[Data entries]
::::

use std::time::Duration;

/// Errors from record storage, accounts, export and configuration.
#[derive(Debug, thiserror::Error)]
pub enum GuardianError {
    #[error("invalid input: {0}")]
    InvalidInput(String),
    #[error("account already exists: {0}")]
    AccountExists(String),
    #[error("invalid credentials")]
    InvalidCredentials,
    #[error("not found: {0}")]
    NotFound(String),
    #[error("failed to create storage directory: {0}")]
    StorageDirCreation(std::io::Error),
    #[error("failed to create record directory: {0}")]
    RecordDirCreation(std::io::Error),
    #[error("failed to write record file: {0}")]
    FileWrite(std::io::Error),
    #[error("failed to read record file: {0}")]
    FileRead(std::io::Error),
    #[error("failed to write CSV export: {0}")]
    CsvWrite(std::io::Error),
    #[error("failed to serialize record: {0}")]
    Serialization(serde_json::Error),
    #[error("failed to deserialize record: {0}")]
    Deserialization(serde_json::Error),
    #[error("failed to serialize YAML: {0}")]
    YamlSerialization(serde_yaml::Error),
    #[error("failed to deserialize YAML: {0}")]
    YamlDeserialization(serde_yaml::Error),
    #[error("record id error: {0}")]
    Uuid(#[from] guardian_uuid::UuidError),
}

pub type GuardianResult<T> = std::result::Result<T, GuardianError>;

/// Failure of a single prediction request. None of these are retried.
#[derive(Debug, thiserror::Error)]
pub enum PredictError {
    /// Nothing to run: interpreter or script could not be resolved.
    #[error("predictor not configured: {0}")]
    Configuration(String),
    #[error("failed to spawn predictor '{program}': {source}")]
    Spawn {
        program: String,
        #[source]
        source: std::io::Error,
    },
    #[error("failed waiting for predictor: {0}")]
    Wait(std::io::Error),
    #[error("predictor timed out after {} ms", .timeout.as_millis())]
    Timeout {
        timeout: Duration,
        stdout: String,
        stderr: String,
    },
    #[error("predictor exited with code {}", .code.map_or_else(|| "none".to_string(), |c| c.to_string()))]
    ProcessExit { code: Option<i32>, stderr: String },
    #[error("invalid JSON returned by predictor: {reason}")]
    InvalidOutput {
        reason: String,
        stdout: String,
        stderr: String,
    },
    #[error("{0}")]
    PredictorReported(String),
}

impl PredictError {
    /// Captured standard output, when the failure carries it.
    pub fn stdout(&self) -> Option<&str> {
        match self {
            PredictError::Timeout { stdout, .. } | PredictError::InvalidOutput { stdout, .. } => {
                Some(stdout)
            }
            _ => None,
        }
    }

    /// Captured standard error, when the failure carries it.
    pub fn stderr(&self) -> Option<&str> {
        match self {
            PredictError::Timeout { stderr, .. }
            | PredictError::ProcessExit { stderr, .. }
            | PredictError::InvalidOutput { stderr, .. } => Some(stderr),
            _ => None,
        }
    }
}

pub type PredictResult<T> = std::result::Result<T, PredictError>;

/// Failure of a chat exchange.
#[derive(Debug, thiserror::Error)]
pub enum AssistantError {
    #[error("{0}")]
    Configuration(String),
    #[error("{0}")]
    InvalidRequest(String),
    #[error("Content flagged by moderation")]
    ModerationFlagged,
    #[error("upstream AI service error: {0}")]
    Upstream(String),
    #[error("No reply from AI")]
    EmptyReply,
}

impl From<reqwest::Error> for AssistantError {
    fn from(err: reqwest::Error) -> Self {
        if err.is_timeout() {
            AssistantError::Upstream(format!("request timed out: {}", err))
        } else {
            AssistantError::Upstream(err.to_string())
        }
    }
}

pub type AssistantResult<T> = std::result::Result<T, AssistantError>;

::::

[Task details] Your task is to copy each line of the entries that includes the word "type".

[Answer section]
pub type GuardianResult<T> = std::result::Result<T, GuardianError>;
pub type PredictResult<T> = std::result::Result<T, PredictError>;
pub type AssistantResult<T> = std::result::Result<T, AssistantError>;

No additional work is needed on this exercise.